La première alarme, en début d'après-midi en Amérique du Sud, a été donnée parancien président bolivien Evo Morales, aujourd'hui encore leader du parti majoritaire, le Mouvement pour le Socialisme, qui représente l'actuel président, âgé de 60 ans. Luis Arce, en poste depuis 2020. Peu de temps après, c'est ce dernier, sur ses réseaux sociaux, qui donne la nouvelle officielle et demande le soutien de la population en faveur de la démocratie : à La Paz, la capitale de la Bolivie, le Forces armées avoir occupé la place principale, où se trouve le palais présidentiel, avec l'intention de déclencher un coup d'État militaire. « Nous déclarons un blocus général pour une durée indéterminée et la fermeture des routes – a écrit Morales sur Instagram -. Nous ne permettrons pas aux forces armées de violer la démocratie et d'intimider la population. » « Nous dénonçons les mobilisations irrégulières de certaines unités de l'armée bolivienne – a ensuite confirmé Arce le X -. La démocratie doit être respectée."
Bolivie, la révolte militaire revient.
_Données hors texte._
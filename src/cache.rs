use crate::engine::Decision;
use crate::error::CacheError;
use crate::types::{Action, Credential, GatewayId, PrincipalId};
use async_trait::async_trait;
use std::time::Duration;

/// Key identifying one authorization question.
///
/// Two requests that agree on all four fields are the same question and share
/// a cached answer.
#[derive(Clone, Debug, Eq, PartialEq, Hash)]
pub struct DecisionKey {
    principal: PrincipalId,
    gateway: GatewayId,
    credential: Credential,
    action: Action,
}

impl DecisionKey {
    /// Creates a decision key.
    pub fn new(
        principal: PrincipalId,
        gateway: GatewayId,
        credential: Credential,
        action: Action,
    ) -> Self {
        Self {
            principal,
            gateway,
            credential,
            action,
        }
    }

    /// Returns the claimed principal.
    pub fn principal(&self) -> &PrincipalId {
        &self.principal
    }

    /// Returns the gateway.
    pub fn gateway(&self) -> &GatewayId {
        &self.gateway
    }

    /// Returns the credential.
    pub fn credential(&self) -> &Credential {
        &self.credential
    }

    /// Returns the requested action.
    pub fn action(&self) -> &Action {
        &self.action
    }
}

/// Outcome of a cache lookup.
///
/// `NotCached` covers both an absent entry and one whose TTL has elapsed.
#[derive(Debug, Clone, Copy, PartialEq, Eq)]
pub enum CachedStatus {
    /// A live entry recorded an allow decision.
    Authorized,
    /// A live entry recorded a deny decision.
    NotAuthorized,
    /// No live entry for the key.
    NotCached,
}

impl CachedStatus {
    /// Maps a decision to the status a later lookup would report.
    pub fn from_decision(decision: Decision) -> Self {
        match decision {
            Decision::Allow => Self::Authorized,
            Decision::Deny => Self::NotAuthorized,
        }
    }

    /// Returns the recorded decision, or `None` for `NotCached`.
    pub fn decision(self) -> Option<Decision> {
        match self {
            Self::Authorized => Some(Decision::Allow),
            Self::NotAuthorized => Some(Decision::Deny),
            Self::NotCached => None,
        }
    }
}

/// Cache interface for authorization decisions.
///
/// Implementations must be safe under arbitrary concurrent callers and must
/// never report an expired entry as live. A failure here is surfaced by the
/// engine as [`Error::CacheInconsistency`](crate::Error::CacheInconsistency)
/// rather than being folded into an allow or deny.
#[async_trait]
pub trait DecisionCache: Send + Sync {
    /// Looks up the cached status for a key.
    async fn get(&self, key: &DecisionKey) -> Result<CachedStatus, CacheError>;

    /// Inserts or overwrites a decision valid for `ttl` from now.
    ///
    /// Overwrite is last-write-wins; no merge semantics.
    async fn put(
        &self,
        key: DecisionKey,
        decision: Decision,
        ttl: Duration,
    ) -> Result<(), CacheError>;

    /// Drops every cached decision for a principal in a gateway.
    async fn invalidate_principal(
        &self,
        gateway: &GatewayId,
        principal: &PrincipalId,
    ) -> Result<(), CacheError>;

    /// Drops every cached decision.
    async fn clear(&self) -> Result<(), CacheError>;
}

/// No-op cache implementation; every lookup misses.
#[derive(Debug, Default, Clone, Copy)]
pub struct NoCache;

#[async_trait]
impl DecisionCache for NoCache {
    async fn get(&self, _key: &DecisionKey) -> Result<CachedStatus, CacheError> {
        Ok(CachedStatus::NotCached)
    }

    async fn put(
        &self,
        _key: DecisionKey,
        _decision: Decision,
        _ttl: Duration,
    ) -> Result<(), CacheError> {
        Ok(())
    }

    async fn invalidate_principal(
        &self,
        _gateway: &GatewayId,
        _principal: &PrincipalId,
    ) -> Result<(), CacheError> {
        Ok(())
    }

    async fn clear(&self) -> Result<(), CacheError> {
        Ok(())
    }
}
L'ancien général Zúñiga arrêté
Pour diriger le tentative de coup d'état, puis revint le soir avec les troupes qui battirent en retraite mais avec une tension toujours très forte, étaient les soldats de l'actuel ancien général Juan José Zúñiga, qui avait déjà été renvoyé mardi par le Président Arce avec trois autres chefs de l'Armée pour avoir abordé - selon la version institutionnelle - menaces explicite contre Evo Morales. Zúñiga a déclaré que "pour l'instant" il reconnaît Arce comme chef des Forces armées, mais qu'il y aura un changement dans le gouvernement : "Il y aura un nouveau cabinet ministériel, les choses vont certainement changer, mais notre pays ne peut pas continuer ainsi ", a déclaré le général aux médias locaux. L'enjeu est également la libération des prisonniers politiques, dont l'ancien président. Jeanine Anez, condamné à dix ans de prison en juin 2022 pour avoir tenté de fomenter un coup d'État contre Evo Morales en 2019. Une tentative qui a contraint l'ancien président à fuir à l'étranger, pour ensuite retourner dans son pays natal mais en laissant la direction du parti. pays à Arce.
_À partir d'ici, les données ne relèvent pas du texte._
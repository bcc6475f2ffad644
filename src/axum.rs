//! Axum integration utilities.

use std::future::poll_fn;
use std::pin::Pin;
use std::sync::Arc;
use std::task::{Context, Poll};

use crate::engine::{Decision, Engine};
use crate::types::{Action, Credential, GatewayId, PrincipalId};

use ::axum::body::Body;
use ::axum::http::{Request, StatusCode};
use ::axum::response::{IntoResponse, Response};
use ::tower::{Layer, Service};
use tracing::warn;

/// Authorization context extracted from a request.
#[derive(Debug, Clone)]
pub struct AuthzContext {
    /// Gateway the request targets.
    pub gateway: GatewayId,
    /// Principal the caller claims to be.
    pub principal: PrincipalId,
    /// Credential presented by the caller.
    pub credential: Credential,
}

impl AuthzContext {
    pub(crate) fn new(gateway: GatewayId, principal: PrincipalId, credential: Credential) -> Self {
        Self {
            gateway,
            principal,
            credential,
        }
    }
}

/// Middleware layer that authorizes a request using [`Engine`].
#[derive(Debug, Clone)]
pub struct AuthorizeLayer<B, C> {
    engine: Arc<Engine<B, C>>,
    action: Action,
}

impl<B, C> AuthorizeLayer<B, C> {
    /// Creates a new authorization layer guarding one action.
    pub fn new(engine: Arc<Engine<B, C>>, action: Action) -> Self {
        Self { engine, action }
    }
}

impl<B, C, Inner> Layer<Inner> for AuthorizeLayer<B, C>
where
    B: crate::backend::IdentityBackend,
    C: crate::cache::DecisionCache,
{
    type Service = AuthorizeService<Inner, B, C>;

    fn layer(&self, inner: Inner) -> Self::Service {
        AuthorizeService {
            inner,
            engine: self.engine.clone(),
            action: self.action.clone(),
        }
    }
}

/// Middleware service that enforces authorization decisions.
#[derive(Debug, Clone)]
pub struct AuthorizeService<Inner, B, C> {
    inner: Inner,
    engine: Arc<Engine<B, C>>,
    action: Action,
}

impl<Inner, B, C> Service<Request<Body>> for AuthorizeService<Inner, B, C>
where
    Inner: Service<Request<Body>, Response = Response> + Clone + Send + 'static,
    Inner::Future: Send + 'static,
    B: crate::backend::IdentityBackend + 'static,
    C: crate::cache::DecisionCache + 'static,
{
    type Response = Response;
    type Error = Inner::Error;
    type Future = Pin<Box<dyn std::future::Future<Output = Result<Response, Self::Error>> + Send>>;

    fn poll_ready(&mut self, _cx: &mut Context<'_>) -> Poll<Result<(), Self::Error>> {
        Poll::Ready(Ok(()))
    }

    fn call(&mut self, req: Request<Body>) -> Self::Future {
        let mut inner = self.inner.clone();
        let engine = self.engine.clone();
        let action = self.action.clone();

        Box::pin(async move {
            let context = req.extensions().get::<AuthzContext>().cloned();
            let Some(context) = context else {
                return Ok(
                    (StatusCode::UNAUTHORIZED, "missing authorization context").into_response()
                );
            };

            match engine
                .is_authorized(
                    context.principal,
                    context.gateway,
                    context.credential,
                    action,
                )
                .await
            {
                Ok(Decision::Allow) => {
                    poll_fn(|cx| inner.poll_ready(cx)).await?;
                    inner.call(req).await
                }
                Ok(Decision::Deny) => Ok((StatusCode::FORBIDDEN, "forbidden").into_response()),
                Err(err) => {
                    warn!(error = %err, "authorization check failed");
                    Ok((StatusCode::INTERNAL_SERVER_ERROR, "authorization error").into_response())
                }
            }
        })
    }
}

#[cfg(feature = "axum-jwt")]
pub mod jwt {
    use std::fmt;
    use std::future::poll_fn;
    use std::marker::PhantomData;
    use std::pin::Pin;
    use std::sync::Arc;
    use std::task::{Context, Poll};

    use jsonwebtoken::{DecodingKey, Validation, decode};
    use serde::de::DeserializeOwned;
    use thiserror::Error;

    use crate::axum::AuthzContext;
    use crate::types::{Credential, GatewayId, PrincipalId};

    use ::axum::body::Body;
    use ::axum::extract::FromRequestParts;
    use ::axum::http::header::AUTHORIZATION;
    use ::axum::http::request::Parts;
    use ::axum::http::{HeaderMap, Request, StatusCode};
    use ::axum::response::{IntoResponse, Response};
    use ::tower::{Layer, Service};

    /// Errors returned by JWT auth helpers.
    #[derive(Debug, Error)]
    pub enum AuthError {
        /// Authorization header is missing.
        #[error("missing authorization header")]
        MissingAuthorization,
        /// Authorization header format is invalid.
        #[error("invalid authorization header")]
        InvalidAuthorization,
        /// JWT validation error.
        #[error("invalid token")]
        InvalidToken,
        /// Required claims are missing or invalid.
        #[error("invalid claims: {0}")]
        InvalidClaims(String),
        /// Invalid identifier.
        #[error("invalid id: {0}")]
        InvalidId(String),
        /// Credential failed validation.
        #[error("invalid credential: {0}")]
        InvalidCredential(String),
    }

    /// Rejection type for axum extractors.
    #[derive(Debug)]
    pub struct AuthRejection {
        status: StatusCode,
        message: String,
    }

    impl From<AuthError> for AuthRejection {
        fn from(err: AuthError) -> Self {
            let status = StatusCode::UNAUTHORIZED;
            Self {
                status,
                message: err.to_string(),
            }
        }
    }

    impl IntoResponse for AuthRejection {
        fn into_response(self) -> Response {
            (self.status, self.message).into_response()
        }
    }

    /// Claims type used to extract gateway/principal identifiers from JWTs.
    pub trait JwtClaims: DeserializeOwned + Send + Sync + Clone + 'static {
        /// Returns the gateway identifier string.
        fn gateway_id(&self) -> &str;
        /// Returns the principal identifier string.
        fn principal_id(&self) -> &str;
    }

    /// Default JWT claims shape: `{ gateway_id, preferred_username }`.
    #[derive(Debug, Clone, serde::Deserialize)]
    pub struct DefaultClaims {
        /// Gateway identifier.
        pub gateway_id: String,
        /// Username the token was issued to.
        pub preferred_username: String,
        /// Standard JWT subject.
        pub sub: Option<String>,
        /// Standard JWT expiration.
        pub exp: Option<usize>,
    }

    impl JwtClaims for DefaultClaims {
        fn gateway_id(&self) -> &str {
            &self.gateway_id
        }

        fn principal_id(&self) -> &str {
            &self.preferred_username
        }
    }

    /// JWT auth state holding decoding settings.
    #[derive(Clone)]
    pub struct JwtAuthState<C: JwtClaims> {
        decoding_key: Arc<DecodingKey>,
        validation: Validation,
        _marker: PhantomData<fn() -> C>,
    }

    impl<C: JwtClaims> fmt::Debug for JwtAuthState<C> {
        fn fmt(&self, f: &mut fmt::Formatter<'_>) -> fmt::Result {
            f.debug_struct("JwtAuthState")
                .field("decoding_key", &"<redacted>")
                .field("validation", &self.validation)
                .finish()
        }
    }

    impl<C: JwtClaims> JwtAuthState<C> {
        /// Creates a new JWT auth state.
        pub fn new(decoding_key: DecodingKey, validation: Validation) -> Self {
            Self {
                decoding_key: Arc::new(decoding_key),
                validation,
                _marker: PhantomData,
            }
        }

        fn decode_from_headers(&self, headers: &HeaderMap) -> Result<JwtAuth<C>, AuthError> {
            let token = bearer_token(headers)?;
            let data = decode::<C>(&token, &self.decoding_key, &self.validation)
                .map_err(|_| AuthError::InvalidToken)?;
            JwtAuth::from_claims(data.claims, token)
        }
    }

    /// Provides access to [`JwtAuthState`] for extractors.
    pub trait JwtAuthProvider<C: JwtClaims> {
        /// Returns the JWT auth state for decoding.
        fn jwt_auth(&self) -> &JwtAuthState<C>;
    }

    /// Extracted JWT auth context plus claims.
    #[derive(Debug, Clone)]
    pub struct JwtAuth<C: JwtClaims> {
        /// Parsed authorization context.
        pub context: AuthzContext,
        /// Full claims.
        pub claims: C,
    }

    impl<C: JwtClaims> JwtAuth<C> {
        fn from_claims(claims: C, token: String) -> Result<Self, AuthError> {
            let gateway = GatewayId::try_from(claims.gateway_id())
                .map_err(|err| AuthError::InvalidId(err.to_string()))?;
            let principal = PrincipalId::try_from(claims.principal_id())
                .map_err(|err| AuthError::InvalidId(err.to_string()))?;
            let credential = Credential::new(token)
                .map_err(|err| AuthError::InvalidCredential(err.to_string()))?;
            Ok(Self {
                context: AuthzContext::new(gateway, principal, credential),
                claims,
            })
        }
    }

    impl<S, C> FromRequestParts<S> for JwtAuth<C>
    where
        S: Send + Sync + JwtAuthProvider<C>,
        C: JwtClaims,
    {
        type Rejection = AuthRejection;

        async fn from_request_parts(parts: &mut Parts, state: &S) -> Result<Self, Self::Rejection> {
            if let Some(existing) = parts.extensions.get::<JwtAuth<C>>() {
                return Ok(existing.clone());
            }
            let auth = state.jwt_auth().decode_from_headers(&parts.headers)?;
            parts.extensions.insert(auth.clone());
            parts.extensions.insert(auth.context.clone());
            Ok(auth)
        }
    }

    impl<S> FromRequestParts<S> for AuthzContext
    where
        S: Send + Sync + JwtAuthProvider<DefaultClaims>,
    {
        type Rejection = AuthRejection;

        async fn from_request_parts(parts: &mut Parts, state: &S) -> Result<Self, Self::Rejection> {
            let auth = JwtAuth::<DefaultClaims>::from_request_parts(parts, state).await?;
            Ok(auth.context)
        }
    }

    /// Middleware layer that decodes JWT and inserts auth context into request extensions.
    #[derive(Debug, Clone)]
    pub struct JwtAuthLayer<C: JwtClaims> {
        state: Arc<JwtAuthState<C>>,
    }

    impl<C: JwtClaims> JwtAuthLayer<C> {
        /// Creates a new JWT auth layer.
        pub fn new(state: JwtAuthState<C>) -> Self {
            Self {
                state: Arc::new(state),
            }
        }
    }

    impl<S, C> Layer<S> for JwtAuthLayer<C>
    where
        C: JwtClaims,
    {
        type Service = JwtAuthService<S, C>;

        fn layer(&self, inner: S) -> Self::Service {
            JwtAuthService {
                inner,
                state: self.state.clone(),
            }
        }
    }

    /// Middleware service that decodes JWT and attaches [`AuthzContext`].
    #[derive(Debug, Clone)]
    pub struct JwtAuthService<S, C: JwtClaims> {
        inner: S,
        state: Arc<JwtAuthState<C>>,
    }

    impl<S, C> Service<Request<Body>> for JwtAuthService<S, C>
    where
        S: Service<Request<Body>, Response = Response> + Clone + Send + 'static,
        S::Future: Send + 'static,
        C: JwtClaims,
    {
        type Response = Response;
        type Error = S::Error;
        type Future =
            Pin<Box<dyn std::future::Future<Output = Result<Response, Self::Error>> + Send>>;

        fn poll_ready(&mut self, _cx: &mut Context<'_>) -> Poll<Result<(), Self::Error>> {
            Poll::Ready(Ok(()))
        }

        fn call(&mut self, mut req: Request<Body>) -> Self::Future {
            let state = self.state.clone();
            let mut inner = self.inner.clone();

            Box::pin(async move {
                match state.decode_from_headers(req.headers()) {
                    Ok(auth) => {
                        req.extensions_mut().insert(auth.context.clone());
                        req.extensions_mut().insert(auth);
                        poll_fn(|cx| inner.poll_ready(cx)).await?;
                        inner.call(req).await
                    }
                    Err(err) => Ok(AuthRejection::from(err).into_response()),
                }
            })
        }
    }

    fn bearer_token(headers: &HeaderMap) -> Result<String, AuthError> {
        let value = headers
            .get(AUTHORIZATION)
            .ok_or(AuthError::MissingAuthorization)?;
        let value = value
            .to_str()
            .map_err(|_| AuthError::InvalidAuthorization)?;
        let token = value
            .strip_prefix("Bearer ")
            .ok_or(AuthError::InvalidAuthorization)?;
        if token.is_empty() {
            return Err(AuthError::InvalidAuthorization);
        }
        Ok(token.to_string())
    }
}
Cependant, Añez elle-même s'est au moins formellement dissociée de l'action militaire, écrivant sur son Twitter, étant donné qu'elle est en prison, qu'elle « nie complètement la mobilisation militaire qui tente de renverser l'ordre constitutionnel ». Arce et Evo doivent être destitués par un vote en 2025. Nous, les Boliviens, défendrons la démocratie. » Ce sont précisément les élections de l'année prochaine, selon la vision de Zúñiga, qui rendront nécessaire l'intervention de l'armée, étant donné que Evo Morales, déjà président pendant trois mandats de 2006 à 2019, aimerait défier son partenaire du parti en 2025 et présenter une nouvelle demande à la présidence, qu'il est pourtant interdite par Constitution. « Je ne permettrai pas que la Constitution soit piétinée – a encore déclaré Zúñiga, avant d'être arrêté dans la soirée -, pour désobéir au mandat du peuple. Les forces armées sont le bras armé du peuple. »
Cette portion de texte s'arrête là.